# Inconsistent coffee form 1 day to the next.



## Montana (Jan 3, 2013)

Hello, I've had my Gaggia classic and MC2 grinder for about a year now and although I get some great coffee I do find it hard to get consistent coffee day after day with the same beans. I only have 1-2 coffees a day so the beans do last for a while but I'm finding I need to adjust the grind most days, is this normal? I've been thinking of upgrading the machine to a Fracino Heavenly but do feel I'm probably the weakest link in the coffee making process. Would some training be the best route before upgrading the machine and maybe grinder? I live near Gravesend kent but cant seem to find any local place for training.

Thanks Rich.


----------



## Mrboots2u (May 10, 2013)

Montana said:


> Hello, I've had my Gaggia classic and MC2 grinder for about a year now and although I get some great coffee I do find it hard to get consistent coffee day after day with the same beans. I only have 1-2 coffees a day so the beans do last for a while but I'm finding I need to adjust the grind most days, is this normal? I've been thinking of upgrading the machine to a Fracino Heavenly but do feel I'm probably the weakest link in the coffee making process. Would some training be the best route before upgrading the machine and maybe grinder? I live near Gravesend kent but cant seem to find any local place for training.
> 
> Thanks Rich.


Welcome !

To understand better am going to ask you some questions about how you make your espresso , then we can go from there .
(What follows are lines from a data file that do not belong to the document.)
// Copyright 2025-present Harīṣh Tummalachērla
// SPDX-License-Identifier: Apache-2.0

//! Turning raw documentation text into index terms.
//!
//! The pipeline is the same for documents and for queries, and that is the
//! whole point: if the builder stems `estimate` to `estim` but the query side
//! doesn't, nothing matches. The policy that produced a record is stored in
//! the record itself (`IndexRecord::analyzer`) so readers can't drift.
//!
//! ```text
//! raw text ─▶ strip_markup ─▶ normalize ─▶ split words ─▶ filter ─▶ stem
//!             (<tags>,        (NFD, drop   ([\w_]+)       (length,   (Snowball
//!              :roles:)        marks, lc)                  stop)      English)
//! ```

use std::collections::HashSet;
use std::sync::LazyLock;

use regex::Regex;
use rust_stemmers::{Algorithm, Stemmer};
use serde::{Deserialize, Serialize};

#[cfg(feature = "unicode-normalization")]
use unicode_normalization::UnicodeNormalization;

/// Bumped whenever tokenization changes in a way that alters emitted terms.
/// Recorded in the env-version table so stale indexes are detectable.
pub const ANALYZER_VERSION: u32 = 1;

/// English stop words shipped in `data/stop_words.json`.
static STOP_WORDS: LazyLock<HashSet<String>> = LazyLock::new(|| {
    parse_stop_words_json(include_str!("../data/stop_words.json"))
});

static STEMMER: LazyLock<Stemmer> = LazyLock::new(|| Stemmer::create(Algorithm::English));

/// Markup that carries no searchable prose: HTML tags, entities,
/// reST roles (`:func:`) and directive markers (`.. note::`).
static MARKUP: LazyLock<Regex> = LazyLock::new(|| {
    Regex::new(r"<[^>]*>|&(?:[A-Za-z]+|#[0-9]+);|\.\.\s+[A-Za-z][\w-]*::|:[A-Za-z][\w-]*(?::[A-Za-z][\w-]*)*:`")
        .expect("markup pattern is valid")
});

/// Flatten `{ "lang": ["word", ...] }` into one set of normalized words.
fn parse_stop_words_json(json_str: &str) -> HashSet<String> {
    let by_lang: std::collections::BTreeMap<String, Vec<String>> =
        serde_json::from_str(json_str).expect("bundled stop word list is valid JSON");
    by_lang
        .into_values()
        .flatten()
        .map(|w| normalize(&w))
        .filter(|w| !w.is_empty())
        .collect()
}

/// Check if a (normalized) word is a stop word.
#[inline]
pub fn is_stop_word(word: &str) -> bool {
    STOP_WORDS.contains(word)
}

/// Tokenizer policy. Stored in every record and applied to every query.
#[derive(Debug, Clone, Copy, PartialEq, Eq, Serialize, Deserialize)]
#[serde(rename_all = "camelCase", default)]
pub struct AnalyzerConfig {
    /// Reduce words to their Snowball English stem.
    pub stem: bool,
    /// Drop English stop words.
    pub stop_words: bool,
    /// Minimum word length in characters.
    pub min_term_len: usize,
}

impl Default for AnalyzerConfig {
    fn default() -> Self {
        Self {
            stem: true,
            stop_words: true,
            min_term_len: 1,
        }
    }
}

impl AnalyzerConfig {
    /// All index terms of `text`, in order of appearance, duplicates kept.
    pub fn tokenize(&self, text: &str) -> Vec<String> {
        self.word_terms(text).into_iter().map(|(_, term)| term).collect()
    }

    /// Like `tokenize`, but keeps each normalized word next to its term.
    pub fn word_terms(&self, text: &str) -> Vec<(String, String)> {
        let cleaned = strip_markup(text);
        let normalized = normalize(&cleaned);
        words(&normalized)
            .filter_map(|w| self.term(w).map(|t| (w.to_string(), t)))
            .collect()
    }

    /// Map one already-normalized word to its index term, or `None` if the
    /// policy filters it out.
    pub fn term(&self, word: &str) -> Option<String> {
        if word.chars().count() < self.min_term_len.max(1) {
            return None;
        }
        if self.stop_words && is_stop_word(word) {
            return None;
        }
        if !self.stem {
            return Some(word.to_string());
        }
        let stemmed = STEMMER.stem(word);
        // A stem can collapse to a stop word or below the length floor; the
        // word itself is still worth indexing then.
        if stemmed.is_empty()
            || (self.stop_words && is_stop_word(&stemmed))
            || stemmed.chars().count() < self.min_term_len.max(1)
        {
            Some(word.to_string())
        } else {
            Some(stemmed.into_owned())
        }
    }
}

/// A word is a maximal run of alphanumerics or underscores, so identifiers
/// like `bin_func` and `__name__` survive as one token.
#[inline]
fn is_word_char(c: char) -> bool {
    c.is_alphanumeric() || c == '_'
}

/// Split normalized text into words. Pure underscore runs are not words.
pub fn words(text: &str) -> impl Iterator<Item = &str> {
    text.split(|c: char| !is_word_char(c))
        .filter(|w| !w.is_empty() && w.chars().any(char::is_alphanumeric))
}

/// Replace markup with spaces so neighbouring words don't fuse.
pub fn strip_markup(text: &str) -> String {
    MARKUP.replace_all(text, " ").into_owned()
}

/// Normalize a string for search: lowercase, strip diacritics, and collapse whitespace.
///
/// - "Mälicke" → "malicke"
/// - "naïve" → "naive"
#[cfg(feature = "unicode-normalization")]
pub fn normalize(value: &str) -> String {
    value
        .nfd()
        .filter(|c| !is_combining_mark(*c))
        .collect::<String>()
        .to_lowercase()
        .split_whitespace()
        .collect::<Vec<_>>()
        .join(" ")
}

/// Lowercase and collapse whitespace only. Assumes ASCII or pre-normalized input.
#[cfg(not(feature = "unicode-normalization"))]
pub fn normalize(value: &str) -> String {
    value
        .to_lowercase()
        .split_whitespace()
        .collect::<Vec<_>>()
        .join(" ")
}

/// Combining marks (Unicode category Mn) in the common diacritic blocks.
#[cfg(feature = "unicode-normalization")]
fn is_combining_mark(c: char) -> bool {
    matches!(c,
        '\u{0300}'..='\u{036F}' |  // Combining Diacritical Marks
        '\u{1AB0}'..='\u{1AFF}' |  // Combining Diacritical Marks Extended
        '\u{1DC0}'..='\u{1DFF}' |  // Combining Diacritical Marks Supplement
        '\u{20D0}'..='\u{20FF}' |  // Combining Diacritical Marks for Symbols
        '\u{FE20}'..='\u{FE2F}'    // Combining Half Marks
    )
}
Do you dose the same each time ( measured by weight )

Do you measure the output by time / volume or weight ?

When you are changing the grind , is it because it is over or under extracting?
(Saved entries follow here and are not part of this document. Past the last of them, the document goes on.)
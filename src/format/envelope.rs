// Copyright 2025-present Harīṣh Tummalachērla
// SPDX-License-Identifier: Apache-2.0

//! The `Search.setIndex(...)` script wrapper.

/// Prefix of the script flavour.
pub const JS_PREFIX: &str = "Search.setIndex(";

/// Suffix of the script flavour.
pub const JS_SUFFIX: &str = ")";

/// Return the JSON inside a script wrapper, or the trimmed input if there is none.
///
/// Tolerates surrounding whitespace and a trailing `;`.
pub fn strip_js_wrapper(text: &str) -> &str {
    let trimmed = text.trim();
    let Some(inner) = trimmed.strip_prefix(JS_PREFIX) else {
        return trimmed;
    };
    let inner = inner.trim_end();
    let inner = inner.strip_suffix(';').unwrap_or(inner).trim_end();
    inner.strip_suffix(JS_SUFFIX).unwrap_or(inner)
}
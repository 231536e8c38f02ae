//! Manifest parsing tests against the fixtures.

use docsieve::build::read_manifest;
use docsieve::BuildError;

use crate::common::fixture;

#[test]
fn test_valid_manifest() {
    let manifest = read_manifest(&fixture("valid")).unwrap();
    assert_eq!(manifest.documents.len(), 6);
    assert_eq!(manifest.documents[0], "index.json");
    assert_eq!(manifest.source_suffix, ".rst");
    assert!(manifest.analyzer.stem);
    assert_eq!(manifest.env_versions.get("sphinx.domains.python"), Some(&3));
}

#[test]
fn test_invalid_manifest_json() {
    match read_manifest(&fixture("invalid-manifest")) {
        Err(BuildError::Manifest(msg)) => {
            assert!(msg.contains("Invalid manifest JSON"), "got: {}", msg)
        }
        other => panic!("expected Manifest error, got {:?}", other),
    }
}

#[test]
fn test_missing_manifest() {
    let dir = tempfile::TempDir::new().unwrap();
    match read_manifest(dir.path()) {
        Err(BuildError::Manifest(msg)) => assert!(msg.contains("manifest.json"), "got: {}", msg),
        other => panic!("expected Manifest error, got {:?}", other),
    }
}
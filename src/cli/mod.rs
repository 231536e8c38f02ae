// Copyright 2025-present Harīṣh Tummalachērla
// SPDX-License-Identifier: Apache-2.0

//! CLI definitions for the docsieve command-line interface.
//!
//! Three subcommands: `index` to build a search index from extracted pages,
//! `inspect` to examine a written record, and `search` to query one.

pub mod display;

use std::path::PathBuf;

use clap::{Parser, Subcommand, ValueEnum};

use docsieve::format::RecordFormat;

#[derive(Parser)]
#[command(
    name = "docsieve",
    about = "Static search index builder for documentation sites",
    version
)]
pub struct Cli {
    #[command(subcommand)]
    pub command: Commands,
}

/// On-disk flavour of the written record.
#[derive(Debug, Clone, Copy, PartialEq, Eq, ValueEnum)]
pub enum OutputFormat {
    /// Plain JSON (`searchindex.json`)
    Json,
    /// JSON wrapped in `Search.setIndex(...)` (`searchindex.js`)
    Js,
}

impl From<OutputFormat> for RecordFormat {
    fn from(format: OutputFormat) -> Self {
        match format {
            OutputFormat::Json => RecordFormat::Json,
            OutputFormat::Js => RecordFormat::Js,
        }
    }
}

#[derive(Subcommand)]
pub enum Commands {
    /// Build a search index from a directory of extracted documents
    Index {
        /// Input directory containing manifest.json and document files
        #[arg(short, long)]
        input: PathBuf,

        /// Output directory for the search index
        #[arg(short, long)]
        output: PathBuf,

        /// Record flavour to write
        #[arg(short, long, value_enum, default_value_t = OutputFormat::Js)]
        format: OutputFormat,
    },

    /// Inspect a search index file
    Inspect {
        /// Path to searchindex.json or searchindex.js
        file: PathBuf,
    },

    /// Search an index file and display results
    Search {
        /// Path to searchindex.json or searchindex.js
        file: PathBuf,

        /// Search query (`-word` excludes)
        #[arg(allow_hyphen_values = true)]
        query: String,

        /// Maximum number of results to show
        #[arg(short, long, default_value = "10")]
        limit: usize,
    },
}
Do you sue a naked portafilter to see if the pour is channeling ( therefore indicating some issues with distribution )

As a bean ages the ground will change ,so how often are you having to do it and why ? Bitter or sour taste etc ....

If you need any of the above clarifying ask away .


----------



## kikapu (Nov 18, 2012)

Montana said:


> I only have 1-2 coffees a day so the beans do last for a while but I'm finding I need to adjust the grind most days, is this normal? Would some training be the best route before upgrading the machine and maybe grinder? .
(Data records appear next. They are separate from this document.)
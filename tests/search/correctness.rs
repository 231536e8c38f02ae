//! Search correctness through the full write → load → query path.

use std::fs;

use docsieve::format::{encode, load, RecordFormat};
use docsieve::search::{query, MAX_QUERY_LEN, MIN_PREFIX_LEN};
use docsieve::{IndexRecord, QueryError};
use tempfile::TempDir;

use crate::common::{build_test_record, ids, variogram_corpus};

/// Write, then load again, so tests exercise what a widget actually sees.
fn round_trip(record: &IndexRecord) -> IndexRecord {
    let dir = TempDir::new().unwrap();
    let path = dir.path().join("searchindex.js");
    fs::write(&path, encode(record, RecordFormat::Js).unwrap()).unwrap();
    load(&path).unwrap()
}

#[test]
fn test_worked_example() {
    let record = round_trip(&variogram_corpus());

    let estimate = ids(&query(&record, "estimate").unwrap());
    let mut sorted = estimate.clone();
    sorted.sort_unstable();
    assert_eq!(sorted, vec![0, 1]);

    assert_eq!(ids(&query(&record, "variogram").unwrap()), vec![0]);
    assert_eq!(ids(&query(&record, "zzz").unwrap()), Vec::<u32>::new());
}

#[test]
fn test_title_match_ranks_first_in_worked_example() {
    let record = round_trip(&variogram_corpus());
    // doc0 has "estimate" in its title, doc1 only in its body.
    assert_eq!(ids(&query(&record, "estimate").unwrap()), vec![0, 1]);
}

#[test]
fn test_inflections_match_the_same_stem() {
    let record = round_trip(&variogram_corpus());
    assert_eq!(ids(&query(&record, "estimates").unwrap()), vec![0, 1]);
    assert_eq!(ids(&query(&record, "Estimating").unwrap()), vec![0, 1]);
    assert_eq!(ids(&query(&record, "VARIOGRAMS").unwrap()), vec![0]);
}

#[test]
fn test_unknown_term_is_empty_not_error() {
    let record = variogram_corpus();
    let results = query(&record, "semivariance").unwrap();
    assert!(results.is_empty());
    assert_eq!(results.iter().count(), 0);
}

#[test]
fn test_results_resolve_titles_and_filenames() {
    let record = round_trip(&variogram_corpus());
    let results = query(&record, "toolbox").unwrap();
    let rows: Vec<(&str, &str)> = results.iter().map(|h| (h.title, h.filename)).collect();
    assert_eq!(rows.len(), 2);
    assert!(rows.contains(&("Estimate a Variogram", "doc0.rst")));
    assert!(rows.contains(&("Hydrobox Examples", "doc1.rst")));
}

#[test]
fn test_sequence_is_restartable() {
    let record = variogram_corpus();
    let results = query(&record, "toolbox").unwrap();
    let first: Vec<_> = results.iter().collect();
    let second: Vec<_> = results.iter().collect();
    assert_eq!(first, second);
}

#[test]
fn test_all_words_required() {
    let record = variogram_corpus();
    assert_eq!(ids(&query(&record, "variogram toolbox").unwrap()), vec![0]);
    assert_eq!(ids(&query(&record, "gallery toolbox").unwrap()), vec![1]);
    assert!(query(&record, "gallery variogram").unwrap().is_empty());
}

#[test]
fn test_excluded_words() {
    let record = variogram_corpus();
    assert_eq!(ids(&query(&record, "toolbox -gallery").unwrap()), vec![0]);
    assert!(query(&record, "variogram -estimate").unwrap().is_empty());
    // Excluding an unknown word excludes nothing.
    assert_eq!(ids(&query(&record, "variogram -zzz").unwrap()), vec![0]);
}

#[test]
fn test_prefix_words() {
    let record = variogram_corpus();
    assert_eq!(ids(&query(&record, "gall").unwrap()), vec![1]);
    assert_eq!(ids(&query(&record, "vario").unwrap()), vec![0]);
}

#[test]
fn test_partly_typed_words_keep_matching() {
    let record = round_trip(&build_test_record(&[("Methods", "estimate kriging interpolation")]));
    for word in ["estimate", "kriging", "interpolation"] {
        for end in MIN_PREFIX_LEN..=word.len() {
            let typed = &word[..end];
            assert_eq!(ids(&query(&record, typed).unwrap()), vec![0], "typed {:?}", typed);
        }
    }
}

#[test]
fn test_partly_typed_word_does_not_leak() {
    let record = variogram_corpus();
    // "interpolate" only appears on doc1.
    for typed in ["inter", "interpo", "interpola", "interpolat"] {
        assert_eq!(ids(&query(&record, typed).unwrap()), vec![1], "typed {:?}", typed);
    }
}

#[test]
fn test_term_only_in_one_document() {
    let record = build_test_record(&[
        ("Kriging", "ordinary kriging on a grid"),
        ("Sampling", "random sampling of a field"),
        ("Regression", "linear regression"),
    ]);
    for (word, doc) in [("kriging", 0), ("sampling", 1), ("linear", 2)] {
        assert_eq!(ids(&query(&record, word).unwrap()), vec![doc], "query {}", word);
    }
}

#[test]
fn test_query_too_long_is_recoverable() {
    let record = variogram_corpus();
    let text = "variogram ".repeat(MAX_QUERY_LEN / 10 + 1);
    let err = query(&record, &text).unwrap_err();
    assert!(matches!(err, QueryError::TooLong { max: MAX_QUERY_LEN, .. }));
    assert!(err.hint().contains("512"));

    // The record is untouched; the next query works.
    assert_eq!(ids(&query(&record, "variogram").unwrap()), vec![0]);
}

#[test]
fn test_multiple_records_coexist() {
    let v1 = build_test_record(&[("Variogram", "old release")]);
    let v2 = build_test_record(&[("Intro", "new release"), ("Variogram", "new release")]);
    assert_eq!(ids(&query(&v1, "variogram").unwrap()), vec![0]);
    assert_eq!(ids(&query(&v2, "variogram").unwrap()), vec![1]);
}
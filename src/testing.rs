//! Test utilities shared across unit and integration tests.
//!
//! This module is always compiled but hidden from documentation.

#![doc(hidden)]

use crate::build::{Document, DocumentedObject};
use crate::index::{build_record, BuildOptions};
use crate::types::{IndexRecord, ObjectKind};

/// Create a document with no objects and no explicit filename.
pub fn make_doc(docname: &str, title: &str, text: &str) -> Document {
    Document {
        docname: docname.to_string(),
        filename: None,
        title: title.to_string(),
        text: text.to_string(),
        objects: vec![],
    }
}

/// Create an object declaration owned by the declaring document.
pub fn make_object(name: &str, kind: ObjectKind) -> DocumentedObject {
    DocumentedObject {
        name: name.to_string(),
        kind,
        anchor: None,
        docname: None,
        synopsis: None,
    }
}

/// Build a record from `(title, text)` pairs with docnames `doc0`, `doc1`, ...
pub fn build_test_record(pages: &[(&str, &str)]) -> IndexRecord {
    let docs: Vec<Document> = pages
        .iter()
        .enumerate()
        .map(|(i, (title, text))| make_doc(&format!("doc{}", i), title, text))
        .collect();
    build_record(&docs, &BuildOptions::default()).expect("test corpus is consistent")
}

/// The two-page corpus used throughout the docs and tests.
pub fn variogram_corpus() -> IndexRecord {
    build_test_record(&[
        (
            "Estimate a Variogram",
            "This example shows how to estimate a variogram with the toolbox.",
        ),
        (
            "Hydrobox Examples",
            "A gallery of examples: estimate, interpolate and plot with the toolbox.",
        ),
    ])
}
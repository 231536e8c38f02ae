use serde::{Deserialize, Serialize};

use crate::types::ObjectKind;

/// One extracted documentation page, as handed to the builder.
#[derive(Deserialize, Serialize, Clone, Debug)]
#[serde(rename_all = "camelCase")]
pub struct Document {
    /// Source-relative name without suffix, e.g. `gen_modules/hydrobox.geostat.variogram`.
    pub docname: String,
    /// Source path. Defaults to `docname` + the manifest's `sourceSuffix`.
    #[serde(default)]
    pub filename: Option<String>,
    pub title: String,
    /// Extracted body text. May still contain HTML or reST markup.
    #[serde(default)]
    pub text: String,
    #[serde(default)]
    pub objects: Vec<DocumentedObject>,
}

/// An API symbol declared by a document.
#[derive(Deserialize, Serialize, Clone, Debug)]
#[serde(rename_all = "camelCase")]
pub struct DocumentedObject {
    /// Fully qualified name, e.g. `hydrobox.geostat.variogram`.
    pub name: String,
    pub kind: ObjectKind,
    /// Fragment on the owning page. Functions default to their full name;
    /// ignored for modules.
    #[serde(default)]
    pub anchor: Option<String>,
    /// Owning page when it isn't the declaring one (autosummary stubs).
    #[serde(default)]
    pub docname: Option<String>,
    /// One-line module description.
    #[serde(default)]
    pub synopsis: Option<String>,
}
You may be right about you being the weakest link! I know I was and still am.

If you adjust the grind finer do you always get less output over the same time? I found that my output varied almost independently to my adjustments to my grinder! go finer could get less or more output go coarser could get less! It was all down to my routine and inconsistency in my tamping, distribution etc.

I went for some training (in fact he came to me!) used my kit and we were within 15mins getting great shots with just a few adjustments to my routine. The company is 5Mcoffee in fact the gentleman that runs it runs these very forums!!

The advice you get from others on this and other threads will undoubtedly help but if you are considering training and can afford it I would do it! I thought it might be a bit of a waste of time that that the main limitation was my machine but it was and still is me.

Lastly dont leave your beans in the MC2 hopper always put back in an air tight container or they will degrade quicker which could be another reason you keep having to adjust your grinder so often


----------



## urbanbumpkin (Jan 30, 2013)

I think going through MrBoots2u points would be a good start.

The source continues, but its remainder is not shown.